• [REQUIRED ACTION] Filter this data down to the lines that hold "context", and copy them.

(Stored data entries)

//! Range-checked position fixes.

use std::ops::BitOr;

use super::geo::distance_m;

/// Which fields of a [`Position`] the source actually supplied.
#[derive(Debug, Clone, Copy, PartialEq, Eq, Hash, Default)]
pub struct PositionFields(u8);

impl PositionFields {
    pub const NONE: Self = Self(0);
    pub const LATITUDE: Self = Self(1 << 0);
    pub const LONGITUDE: Self = Self(1 << 1);
    pub const ALTITUDE: Self = Self(1 << 2);
    pub const SPEED: Self = Self(1 << 3);
    pub const DIRECTION: Self = Self(1 << 4);
    pub const CLIMB: Self = Self(1 << 5);

    #[inline]
    pub fn contains(self, other: Self) -> bool {
        self.0 & other.0 == other.0
    }

    #[inline]
    pub fn bits(self) -> u8 {
        self.0
    }
}

impl BitOr for PositionFields {
    type Output = Self;

    fn bitor(self, rhs: Self) -> Self {
        Self(self.0 | rhs.0)
    }
}

/// A single position fix.
///
/// Latitude and longitude are validated at construction and always present.
/// The optional fields are stored as zero when absent and only exposed when
/// their bit is set in [`fields`](Self::fields).
#[derive(Debug, Clone, Copy, PartialEq)]
pub struct Position {
    timestamp: i64,
    latitude: f64,
    longitude: f64,
    altitude: f64,
    speed: f64,
    direction: f64,
    climb: f64,
    fields: PositionFields,
}

impl Position {
    /// Create a fix at `timestamp_ms` (milliseconds since the Unix epoch).
    ///
    /// Returns `None` if latitude is outside [-90, 90] or longitude outside
    /// [-180, 180]. Values are never clamped.
    pub fn new(timestamp_ms: i64, latitude: f64, longitude: f64) -> Option<Self> {
        if !(-90.0..=90.0).contains(&latitude) || !(-180.0..=180.0).contains(&longitude) {
            return None;
        }

        Some(Self {
            timestamp: timestamp_ms,
            latitude,
            longitude,
            altitude: 0.0,
            speed: 0.0,
            direction: 0.0,
            climb: 0.0,
            fields: PositionFields::LATITUDE | PositionFields::LONGITUDE,
        })
    }

    /// Create a fix stamped with the current wall-clock time.
    pub fn now(latitude: f64, longitude: f64) -> Option<Self> {
        Self::new(chrono::Utc::now().timestamp_millis(), latitude, longitude)
    }

    /// Altitude in meters above the ellipsoid.
    pub fn with_altitude(mut self, altitude: f64) -> Self {
        self.altitude = altitude;
        self.fields = self.fields | PositionFields::ALTITUDE;
        self
    }

    /// Ground speed in meters per second.
    pub fn with_speed(mut self, speed: f64) -> Self {
        self.speed = speed;
        self.fields = self.fields | PositionFields::SPEED;
        self
    }

    /// Heading in degrees clockwise from true north.
    pub fn with_direction(mut self, direction: f64) -> Self {
        self.direction = direction;
        self.fields = self.fields | PositionFields::DIRECTION;
        self
    }

    /// Vertical speed in meters per second.
    pub fn with_climb(mut self, climb: f64) -> Self {
        self.climb = climb;
        self.fields = self.fields | PositionFields::CLIMB;
        self
    }

    #[inline]
    pub fn timestamp(&self) -> i64 {
        self.timestamp
    }

    #[inline]
    pub fn latitude(&self) -> f64 {
        self.latitude
    }

    #[inline]
    pub fn longitude(&self) -> f64 {
        self.longitude
    }

    pub fn altitude(&self) -> Option<f64> {
        self.field(PositionFields::ALTITUDE, self.altitude)
    }

    pub fn speed(&self) -> Option<f64> {
        self.field(PositionFields::SPEED, self.speed)
    }

    pub fn direction(&self) -> Option<f64> {
        self.field(PositionFields::DIRECTION, self.direction)
    }

    pub fn climb(&self) -> Option<f64> {
        self.field(PositionFields::CLIMB, self.climb)
    }

    #[inline]
    pub fn fields(&self) -> PositionFields {
        self.fields
    }

    /// Great-circle distance to `other` in meters.
    pub fn distance_to(&self, other: &Position) -> f64 {
        distance_m(
            (self.latitude, self.longitude),
            (other.latitude, other.longitude),
        )
    }

    fn field(&self, flag: PositionFields, value: f64) -> Option<f64> {
        self.fields.contains(flag).then_some(value)
    }
}
//! One-off geocoding through the configured web-service provider.
//!
//! Runs in-process against a fresh context; no daemon is needed.

use std::path::PathBuf;
use std::sync::Arc;

use clap::Args;
use geolocd::service::{ClientId, LocationService, Reply, Request};

use crate::error::CliError;
use crate::runner::CliRunner;

/// Client id used for in-process requests.
const LOCAL_CLIENT: ClientId = ClientId(0);

#[derive(Debug, Args)]
pub struct GeocodeArgs {
    /// Free-form address to resolve
    pub address: String,

    /// Configuration file (default: ~/.geolocd/config.ini)
    #[arg(long)]
    pub config: Option<PathBuf>,
}

#[derive(Debug, Args)]
pub struct ReverseArgs {
    /// Latitude in decimal degrees
    #[arg(allow_negative_numbers = true)]
    pub latitude: f64,

    /// Longitude in decimal degrees
    #[arg(allow_negative_numbers = true)]
    pub longitude: f64,

    /// Configuration file (default: ~/.geolocd/config.ini)
    #[arg(long)]
    pub config: Option<PathBuf>,
}

pub fn run_geocode(args: GeocodeArgs) -> Result<(), CliError> {
    resolve(
        args.config,
        "geocode",
        Request::GetGeoCodeLocation {
            address: args.address,
        },
    )
}

pub fn run_reverse(args: ReverseArgs) -> Result<(), CliError> {
    resolve(
        args.config,
        "reverse",
        Request::GetReverseLocation {
            latitude: args.latitude,
            longitude: args.longitude,
        },
    )
}

fn resolve(config: Option<PathBuf>, command: &str, request: Request) -> Result<(), CliError> {
    let runner = CliRunner::new(config.as_deref(), false, false)?;
    runner.log_startup(command);
    let runtime = runner.runtime()?;

    let reply = runtime.block_on(async {
        let context = Arc::new(runner.create_context()?);
        let service = LocationService::new(Arc::clone(&context));

        let mut replies = service.handle(LOCAL_CLIENT, request);
        let reply = replies.recv().await;
        context.shutdown();
        Ok::<_, CliError>(reply)
    })?;

    print_reply(reply)
}

fn print_reply(reply: Option<Reply>) -> Result<(), CliError> {
    let reply = reply.ok_or_else(|| CliError::Request {
        code: geolocd::error::ErrorCode::NotAvailable.code(),
        text: "no reply".to_string(),
    })?;

    if reply.is_error() {
        return Err(CliError::Request {
            code: reply.error_code.unwrap_or_default(),
            text: reply.error_text.unwrap_or_default(),
        });
    }

    let json = serde_json::to_string_pretty(&reply)
        .map_err(|e| CliError::Runtime(std::io::Error::other(e)))?;
    println!("{}", json);
    Ok(())
}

• [EXPECTED ANSWER]
//! Runs in-process against a fresh context; no daemon is needed.
        let context = Arc::new(runner.create_context()?);
        let service = LocationService::new(Arc::clone(&context));
        context.shutdown();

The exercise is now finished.